You can’t see it so well here, but nearly every morning there is a thick fog over the city, just hovering over the tops of the buildings. Usually by the time I get to work it’s dissipated.

I keep meaning to post about day care and Seamus’s pure enjoyment of it. He no longer cries when I drop him off. This is because he’s made lots of new friends, and they have catching up to do each morning. He’s been Mr. Popularity ever since he arrived to school Halloween day dressed as a dinosaur. All the boys thought he was so cool, and now there’s a certain respect from his class when he walks in the room. I’m not joking. It’s palpable. The last few weeks have also been a language explosion for Mr. S, who will try to say anything. He says thank you and you’re welcome a lot now, as well as I love you and probably a couple hundred other every day words like wall, door, stroller, chair. Earlier today he said trampouline and screwdriver. He knows ALL of his colors and can say them as well. This is definitely day care’s doing. And he’s started singing a lot and having long gibberish conversations with himself. Last week I called the director of his day care to discuss hours and such, and he went on and on about how well-adjusted Mr. S is. He said socially Seamus behaves like a 3 ½ year old, that he’s very affectionate to his teachers and the other children and always smiling. He went on for quite some time about how special my little man is and how he’s the teachers’ favorite. Now I understand why he’s always being held or in a teacher’s lap when I pick him up in the evenings. My worry over day care possibly being detrimental has completely subsided. I really think Seamus is getting a lot of “school” and it’s making him a more giving child. I just wish I could spend way more time with him than I do.

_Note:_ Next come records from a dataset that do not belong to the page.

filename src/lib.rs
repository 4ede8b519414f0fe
pub mod app;
pub mod components;
pub mod domain;
pub mod infrastructure;
pub mod theme;
pub mod grouper;
pub mod matcher;
pub mod models;
pub mod registry;

pub use grouper::{group_results, GroupedResults};
pub use matcher::{match_commands, DEFAULT_RESULT_LIMIT};
pub use models::{Category, CommandAction, CommandDescriptor, MatchKind, MatchResult, MatchScore};
pub use registry::{Registry, RegistryError};
use crate::app::hotkey::{InputSource, ListenerId};
use anyhow::Result;
use crossterm::{
    event::{KeyboardEnhancementFlags, PopKeyboardEnhancementFlags, PushKeyboardEnhancementFlags},
    execute,
    terminal::supports_keyboard_enhancement,
};
use std::io;
use std::sync::atomic::{AtomicU64, Ordering};
use std::sync::Mutex;

/// Global key capture on the controlling terminal.
///
/// Registering pushes the kitty keyboard enhancement flags so the terminal
/// reports Super (Cmd) and unambiguous Escape; deregistering pops them. Each
/// push must be matched by exactly one pop or the flags leak past exit.
#[derive(Debug, Default)]
pub struct TerminalInput {
    next_id: AtomicU64,
    // Listener ids that pushed enhancement flags.
    enhanced: Mutex<Vec<ListenerId>>,
}

impl TerminalInput {
    pub fn new() -> Self {
        Self::default()
    }
}

impl InputSource for TerminalInput {
    fn register(&self) -> Result<ListenerId> {
        let id = self.next_id.fetch_add(1, Ordering::SeqCst);
        if supports_keyboard_enhancement().unwrap_or(false) {
            execute!(
                io::stdout(),
                PushKeyboardEnhancementFlags(KeyboardEnhancementFlags::DISAMBIGUATE_ESCAPE_CODES)
            )?;
            if let Ok(mut enhanced) = self.enhanced.lock() {
                enhanced.push(id);
            }
            tracing::debug!(id, "keyboard enhancement enabled");
        } else {
            tracing::debug!(id, "terminal lacks keyboard enhancement, Ctrl+K only");
        }
        Ok(id)
    }

    fn deregister(&self, id: ListenerId) {
        let was_enhanced = match self.enhanced.lock() {
            Ok(mut enhanced) => match enhanced.iter().position(|e| *e == id) {
                Some(pos) => {
                    enhanced.remove(pos);
                    true
                }
                None => false,
            },
            Err(_) => false,
        };

        if was_enhanced {
            if let Err(e) = execute!(io::stdout(), PopKeyboardEnhancementFlags) {
                tracing::warn!(id, "failed to restore keyboard flags: {}", e);
            }
        }
    }
}
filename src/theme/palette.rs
use ratatui::style::Color;

/// Base colors a [`super::Theme`] is derived from, named after the
/// Catppuccin roles.
#[derive(Debug, Clone, Copy, PartialEq, Eq)]
pub struct Palette {
    pub base: Color,
    pub crust: Color,
    pub text: Color,
    pub subtext0: Color,
    pub subtext1: Color,
    pub surface0: Color,
    pub surface2: Color,
    pub overlay0: Color,
    pub overlay1: Color,
    pub overlay2: Color,
    pub blue: Color,
    pub sapphire: Color,
    pub teal: Color,
    pub green: Color,
    pub yellow: Color,
    pub peach: Color,
    pub red: Color,
    pub mauve: Color,
}

pub const CATPPUCCIN_MOCHA: Palette = Palette {
    base: Color::Rgb(30, 30, 46),
    crust: Color::Rgb(17, 17, 27),
    text: Color::Rgb(205, 214, 244),
    subtext0: Color::Rgb(166, 173, 200),
    subtext1: Color::Rgb(186, 194, 222),
    surface0: Color::Rgb(49, 50, 68),
    surface2: Color::Rgb(88, 91, 112),
    overlay0: Color::Rgb(108, 112, 134),
    overlay1: Color::Rgb(127, 132, 156),
    overlay2: Color::Rgb(147, 153, 178),
    blue: Color::Rgb(137, 180, 250),
    sapphire: Color::Rgb(116, 199, 236),
    teal: Color::Rgb(148, 226, 213),
    green: Color::Rgb(166, 227, 161),
    yellow: Color::Rgb(249, 226, 175),
    peach: Color::Rgb(250, 179, 135),
    red: Color::Rgb(243, 139, 168),
    mauve: Color::Rgb(203, 166, 247),
};

// Polar Night / Snow Storm / Frost / Aurora mapped onto the same roles.
pub const NORD: Palette = Palette {
    base: Color::Rgb(46, 52, 64),
    crust: Color::Rgb(43, 48, 59),
    text: Color::Rgb(236, 239, 244),
    subtext0: Color::Rgb(216, 222, 233),
    subtext1: Color::Rgb(229, 233, 240),
    surface0: Color::Rgb(76, 86, 106),
    surface2: Color::Rgb(67, 76, 94),
    overlay0: Color::Rgb(129, 161, 193),
    overlay1: Color::Rgb(136, 192, 208),
    overlay2: Color::Rgb(143, 188, 187),
    blue: Color::Rgb(129, 161, 193),
    sapphire: Color::Rgb(136, 192, 208),
    teal: Color::Rgb(143, 188, 187),
    green: Color::Rgb(163, 190, 140),
    yellow: Color::Rgb(235, 203, 139),
    peach: Color::Rgb(208, 135, 112),
    red: Color::Rgb(191, 97, 106),
    mauve: Color::Rgb(180, 142, 173),
};

/// Scale an `Rgb` color towards black; `factor` 1.0 leaves it unchanged.
/// Other `Color` variants pass through.
pub fn dim_color(c: Color, factor: f32) -> Color {
    let scale = |v: u8| (f32::from(v) * factor.clamp(0.0, 1.0)) as u8;
    match c {
        Color::Rgb(r, g, b) => Color::Rgb(scale(r), scale(g), scale(b)),
        other => other,
    }
}
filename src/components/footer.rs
use crate::app::state::{AppMode, AppState, StatusSeverity};
use crate::theme::Theme;
use ratatui::{
    buffer::Buffer,
    layout::Rect,
    text::{Line, Span},
    widgets::{Paragraph, Widget},
};

pub struct FooterItem {
    pub key: String,
    pub desc: &'static str,
}

pub struct Footer<'a> {
    pub state: &'a AppState,
    pub theme: &'a Theme,
}

impl Footer<'_> {
    fn get_items(&self) -> Vec<FooterItem> {
        let item = |key: &str, desc| FooterItem {
            key: key.to_string(),
            desc,
        };
        match self.state.mode() {
            AppMode::Normal => vec![
                item(&self.state.hotkeys.open_combo().to_string(), "palette"),
                item("q", "quit"),
            ],
            AppMode::CommandPalette => vec![
                item("↑/↓", "move"),
                item("Enter", "run"),
                item("Ctrl+U", "clear"),
                item("Esc", "close"),
            ],
        }
    }
}

impl Widget for Footer<'_> {
    fn render(self, area: Rect, buf: &mut Buffer) {
        let mut spans = Vec::new();

        if let Some(status) = &self.state.status {
            let style = match status.severity {
                StatusSeverity::Info => self.theme.status_info,
                StatusSeverity::Warning => self.theme.status_warn,
                StatusSeverity::Error => self.theme.status_error,
            };
            spans.push(Span::styled(
                format!(" {} ", status.timestamp.format("%H:%M:%S")),
                self.theme.timestamp,
            ));
            spans.push(Span::styled(format!(" {} ", status.message), style));
        } else {
            for item in self.get_items() {
                spans.push(Span::styled(
                    format!(" {} ", item.key),
                    self.theme.footer_segment_key,
                ));
                spans.push(Span::styled(
                    format!(" {} ", item.desc),
                    self.theme.footer_segment_val,
                ));
                spans.push(Span::raw(" "));
            }
        }

        Paragraph::new(Line::from(spans))
            .style(self.theme.footer)
            .render(area, buf);
    }
}
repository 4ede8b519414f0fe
use crate::app::{
    action::Action,
    state::{AppMode, AppState},
};
use crate::components::modals::command_palette::command_at;
use crossterm::event::{
    Event, KeyCode, KeyEvent, KeyEventKind, KeyModifiers, MouseButton, MouseEventKind,
};
use ratatui::layout::{Rect, Size};

pub fn map_event_to_action(
    event: Event,
    app_state: &AppState,
    terminal_size: Size,
) -> Option<Action> {
    match event {
        Event::Key(key) if key.kind == KeyEventKind::Release => None,
        Event::Key(key) => Some(Action::Key(key)),
        Event::Resize(w, h) => Some(Action::Resize(w, h)),
        Event::Mouse(mouse) if app_state.mode() == AppMode::CommandPalette => {
            match mouse.kind {
                MouseEventKind::Down(MouseButton::Left) => {
                    let area = Rect::new(0, 0, terminal_size.width, terminal_size.height);
                    command_at(app_state.palette(), area, mouse.column, mouse.row)
                        .map(|cmd| Action::ExecuteCommand(cmd.id.clone()))
                }
                MouseEventKind::ScrollUp => Some(arrow(KeyCode::Up)),
                MouseEventKind::ScrollDown => Some(arrow(KeyCode::Down)),
                _ => None,
            }
        }
        _ => None,
    }
}

fn arrow(code: KeyCode) -> Action {
    Action::Key(KeyEvent::new(code, KeyModifiers::NONE))
}
use crate::app::state::AppState;
use crate::theme::Theme;
use ratatui::{
    layout::{Alignment, Rect},
    text::{Line, Span},
    widgets::{Paragraph, Widget, Wrap},
};

/// Backdrop shown behind the palette: a hint plus recently run commands.
pub struct Welcome<'a> {
    pub app_state: &'a AppState,
    pub theme: &'a Theme,
}

impl Widget for Welcome<'_> {
    fn render(self, area: Rect, buf: &mut ratatui::buffer::Buffer) {
        let logo_ascii = [
            r"  ___ __  __ ___  _  __",
            r" / __|  \/  |   \| |/ /",
            r"| (__| |\/| | |) | ' < ",
            r" \___|_|  |_|___/|_|\_\",
        ];

        let mut lines: Vec<Line> = vec![Line::from("")];
        lines.extend(
            logo_ascii
                .iter()
                .map(|l| Line::from(Span::styled(*l, self.theme.border_focus))),
        );

        lines.push(Line::from(""));
        lines.push(Line::from(vec![
            Span::raw("Press "),
            Span::styled(
                format!(" {} ", self.app_state.hotkeys.open_combo()),
                self.theme.footer_segment_key,
            ),
            Span::raw(" to open the command palette"),
        ]));
        lines.push(Line::from(""));

        if self.app_state.activity.is_empty() {
            lines.push(Line::from(Span::styled(
                "Nothing run yet.",
                self.theme.dimmed,
            )));
        } else {
            lines.push(Line::from(Span::styled("Recently run", self.theme.group_header)));
            let visible = (area.height as usize).saturating_sub(lines.len() + 1);
            lines.extend(
                self.app_state
                    .activity
                    .iter()
                    .rev()
                    .take(visible)
                    .map(|entry| Line::from(Span::styled(entry.clone(), self.theme.list_item))),
            );
        }

        Paragraph::new(lines)
            .alignment(Alignment::Center)
            .wrap(Wrap { trim: true })
            .render(area, buf);
    }
}
use crossterm::event::KeyEvent;

#[derive(Debug, Clone, PartialEq)]
pub enum Action {
    // --- System / Terminal ---
    Tick,
    Resize(u16, u16),
    Quit,

    // --- Input ---
    Key(KeyEvent),
    ExecuteCommand(String), // Pointer selection of a visible result

    // --- Command Side Effects ---
    // Sent back by command actions through the action channel
    CommandExecuted(String),
    Notify(String),
}
use std::path::PathBuf;

use clap::{Parser, Subcommand};

/// EMSR: empirical magnitude scaling relationships from seismic bulletins.
#[derive(Parser)]
#[command(
    name = "emsr",
    version,
    about = "Empirical magnitude scaling relationships from seismic bulletins"
)]
pub struct Cli {
    /// Increase verbosity (-v info, -vv debug, -vvv trace).
    #[arg(short, long, global = true, action = clap::ArgAction::Count)]
    pub verbose: u8,

    /// Subcommand to run.
    #[command(subcommand)]
    pub command: Command,
}

/// Available subcommands.
#[derive(Subcommand)]
pub enum Command {
    /// Parse ISF bulletins and print what would be stored.
    Import(ImportArgs),
    /// Fit scaling relationships between two magnitude scales.
    Regress(RegressArgs),
    /// Convert measures to one target scale with a formula library.
    Harmonise(HarmoniseArgs),
}

/// Arguments for the `import` subcommand.
#[derive(clap::Args)]
pub struct ImportArgs {
    /// Bulletin files to import.
    #[arg(short, long, required = true, num_args = 1..)]
    pub input: Vec<PathBuf>,

    /// Optional TOML configuration file for the [import] section.
    #[arg(short, long)]
    pub config: Option<PathBuf>,

    /// Override the catalogue name.
    #[arg(long)]
    pub catalogue: Option<String>,

    /// Abort on lines that do not belong to any event.
    #[arg(long)]
    pub strict: bool,
}

/// Arguments for the `regress` subcommand.
#[derive(clap::Args)]
pub struct RegressArgs {
    /// Path to TOML configuration file.
    #[arg(short, long, default_value = "emsr.toml")]
    pub config: PathBuf,

    /// Override the native scale from config.
    #[arg(long)]
    pub native: Option<String>,

    /// Override the target scale from config.
    #[arg(long)]
    pub target: Option<String>,

    /// Override the random selection seed from config.
    #[arg(short, long)]
    pub seed: Option<u64>,

    /// Path for the JSON report; stdout if omitted.
    #[arg(short, long)]
    pub output: Option<PathBuf>,
}

/// Arguments for the `harmonise` subcommand.
#[derive(clap::Args)]
pub struct HarmoniseArgs {
    /// Path to TOML configuration file.
    #[arg(short, long, default_value = "emsr.toml")]
    pub config: PathBuf,

    /// Override the target scale from config.
    #[arg(long)]
    pub target: Option<String>,

    /// Override the output path from config; stdout if neither is set.
    #[arg(short, long)]
    pub output: Option<PathBuf>,

    /// Override the export format from config (csv or json).
    #[arg(short, long)]
    pub format: Option<String>,
}
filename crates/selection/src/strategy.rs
//! Choice of one native/target pair per group.

use emsr_catalogue::{EventSiblings, MagnitudeMeasure};
use emsr_grouping::Groups;
use rand::rngs::StdRng;
use rand::{Rng, SeedableRng};
use tracing::{debug, info};

use crate::error::SelectionError;
use crate::missing::MissingUncertainty;
use crate::pairs::MatchedPairs;
use crate::ranking::AgencyRanking;

/// How a pair is chosen among the candidates of one group.
#[derive(Debug, Clone, PartialEq)]
pub enum SelectionStrategy {
    /// Uniformly random native and target candidates, drawn independently.
    /// `None` seeds from the operating system.
    Random { seed: Option<u64> },
    /// The combination minimising `sqrt(native² + target²)` of the
    /// magnitude values.
    Precise,
    /// The best ranked agency on each side; ties go to the first candidate.
    AgencyRanking(AgencyRanking),
}

impl SelectionStrategy {
    /// Short name used in logs and reports.
    pub fn name(&self) -> &'static str {
        match self {
            SelectionStrategy::Random { .. } => "random",
            SelectionStrategy::Precise => "precise",
            SelectionStrategy::AgencyRanking(_) => "agency_ranking",
        }
    }

    /// Selects at most one `(native, target)` pair per group.
    ///
    /// Each measure first goes through `missing`; discarded measures are
    /// not candidates and backfilled errors only exist in the returned
    /// copies. A group contributes a pair only when it has at least one
    /// candidate on each scale. Groups are visited in key order.
    ///
    /// # Errors
    ///
    /// Returns an error if the scales are equal or `missing` is invalid.
    #[tracing::instrument(skip(self, groups, missing, siblings), fields(strategy = self.name()))]
    pub fn select(
        &self,
        groups: &Groups,
        native: &str,
        target: &str,
        missing: &MissingUncertainty,
        siblings: &dyn EventSiblings,
    ) -> Result<MatchedPairs, SelectionError> {
        if native == target {
            return Err(SelectionError::IdenticalScales {
                scale: native.to_string(),
            });
        }
        missing.validate()?;

        let mut rng = match self {
            SelectionStrategy::Random { seed: Some(s) } => Some(StdRng::seed_from_u64(*s)),
            SelectionStrategy::Random { seed: None } => Some(StdRng::from_os_rng()),
            _ => None,
        };

        let mut pairs = MatchedPairs::default();
        for (key, measures) in groups {
            let mut natives = Vec::new();
            let mut targets = Vec::new();
            for m in measures {
                let side = if m.scale() == native {
                    &mut natives
                } else if m.scale() == target {
                    &mut targets
                } else {
                    continue;
                };
                match missing.resolve(m, siblings) {
                    Some(resolved) => side.push(resolved),
                    None => debug!(measure = %m.id(), group = %key, "discarded, no uncertainty"),
                }
            }
            if natives.is_empty() || targets.is_empty() {
                continue;
            }

            let (n, t) = match (self, rng.as_mut()) {
                (SelectionStrategy::Random { .. }, Some(rng)) => (
                    rng.random_range(0..natives.len()),
                    rng.random_range(0..targets.len()),
                ),
                (SelectionStrategy::AgencyRanking(ranking), _) => {
                    (best_ranked(ranking, &natives), best_ranked(ranking, &targets))
                }
                _ => smallest_norm(&natives, &targets),
            };
            pairs.push(
                key.clone(),
                natives.swap_remove(n),
                targets.swap_remove(t),
            );
        }

        info!(
            groups = groups.len(),
            pairs = pairs.len(),
            native,
            target,
            "selected pairs"
        );
        Ok(pairs)
    }
}

fn smallest_norm(natives: &[MagnitudeMeasure], targets: &[MagnitudeMeasure]) -> (usize, usize) {
    let mut best = (0, 0);
    let mut best_norm = f64::INFINITY;
    for (i, n) in natives.iter().enumerate() {
        for (j, t) in targets.iter().enumerate() {
            let norm = n.value().hypot(t.value());
            if norm < best_norm {
                best_norm = norm;
                best = (i, j);
            }
        }
    }
    best
}

fn best_ranked(ranking: &AgencyRanking, candidates: &[MagnitudeMeasure]) -> usize {
    let mut best = 0;
    let mut best_score = i64::MIN;
    for (i, m) in candidates.iter().enumerate() {
        let score = ranking.score(m.scale(), m.agency());
        if score > best_score {
            best_score = score;
            best = i;
        }
    }
    best
}

#[cfg(test)]
mod tests {
    use std::sync::Arc;

    use chrono::{TimeZone, Utc};
    use emsr_catalogue::{MeasureCollection, MeasureDraft, MeasureId, Origin};
    use emsr_grouping::{GroupKey, GroupingStrategy};

    use super::*;

    fn measure(id: u64, event: &str, agency: &str, scale: &str, value: f64) -> MagnitudeMeasure {
        let time = Utc.with_ymd_and_hms(2004, 12, 26, 0, 58, 53).unwrap();
        let origin = Origin::new("o", event, time, 3.3, 95.9, "ISC");
        MeasureDraft::new(agency, Arc::new(origin), scale, value)
            .with_standard_error(0.1)
            .into_measure(MeasureId(id))
    }

    fn store() -> MeasureCollection {
        MeasureCollection::new(vec![
            measure(1, "a", "ISC", "mb", 5.0),
            measure(2, "a", "NEIC", "mb", 4.8),
            measure(3, "a", "GCMT", "Mw", 5.6),
            measure(4, "a", "NEIC", "Mw", 5.5),
            measure(5, "b", "ISC", "mb", 4.1),
            measure(6, "c", "GCMT", "Mw", 6.0),
            measure(7, "c", "ISC", "MS", 6.1),
        ])
    }

    fn select(strategy: &SelectionStrategy) -> MatchedPairs {
        let s = store();
        let groups = GroupingStrategy::ByEvent.group_measures(&s).unwrap();
        strategy
            .select(&groups, "mb", "Mw", &MissingUncertainty::Discard, &s)
            .unwrap()
    }

    #[test]
    fn only_groups_with_both_scales_qualify() {
        let pairs = select(&SelectionStrategy::Precise);
        assert_eq!(pairs.len(), 1);
        assert_eq!(pairs.groups(), [GroupKey::Event("a".into())]);
    }

    #[test]
    fn precise_minimises_value_norm() {
        let pairs = select(&SelectionStrategy::Precise);
        assert_eq!(pairs.native()[0].id(), MeasureId(2));
        assert_eq!(pairs.target()[0].id(), MeasureId(4));
    }

    #[test]
    fn agency_ranking_prefers_listed_agencies() {
        let ranking =
            AgencyRanking::new([("mb", vec!["ISC", "NEIC"]), ("Mw", vec!["GCMT"])]).unwrap();
        let pairs = select(&SelectionStrategy::AgencyRanking(ranking));
        assert_eq!(pairs.native()[0].agency(), "ISC");
        assert_eq!(pairs.target()[0].agency(), "GCMT");
    }

    #[test]
    fn agency_ranking_ties_go_to_first_candidate() {
        let ranking = AgencyRanking::new([("Ms", vec!["X"])]).unwrap();
        let pairs = select(&SelectionStrategy::AgencyRanking(ranking));
        assert_eq!(pairs.native()[0].id(), MeasureId(1));
        assert_eq!(pairs.target()[0].id(), MeasureId(3));
    }

    #[test]
    fn random_is_reproducible_with_seed() {
        let a = select(&SelectionStrategy::Random { seed: Some(7) });
        let b = select(&SelectionStrategy::Random { seed: Some(7) });
        assert_eq!(a, b);
        assert_eq!(a.len(), 1);
    }

    #[test]
    fn identical_scales_are_rejected() {
        let s = store();
        let groups = GroupingStrategy::ByEvent.group_measures(&s).unwrap();
        let err = SelectionStrategy::Precise
            .select(&groups, "Mw", "Mw", &MissingUncertainty::Discard, &s)
            .unwrap_err();
        assert!(matches!(err, SelectionError::IdenticalScales { .. }));
    }
}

This morning’s commute play list: David Byrne --Like Humans Do, Lots of Talking Heads, The Buzzcocks--Lipstick and Ever Fallen In-Love, The Pretenders--Back on the Chain Gang, Cyndi Lauper--Time After Time.

Sunday, November 2, 2008

Special Deliveries

There was a special delivery this past week that I forgot to mention. Grandie sent Mr. S a whole box of long-sleeved shirts, warm pants, hats, mittens, Levis jeans and a little gentleman's outfit that came complete with an argyle sweater vest. Also, in the box were coloring books, another Curious George book (quickly becoming Seamus's favorite new book), crayons, Starbucks coffee and loads of trail mix and chocolate for me and T. Yum! I had just been thinking of trail mix earlier in the day and how it would be the perfect snack for work. I do most of my eating on the go now, and needed something with protein and nutrition. As usual, my mother read my mind. Also, did I forget to mention the lovely package T's mom sent up a few days ago? It contained the warmest, fleece pajamas for Mr. S., Halloween candies and stickers and, best of all, homemade apple butter (made the old fashioned way by T's family).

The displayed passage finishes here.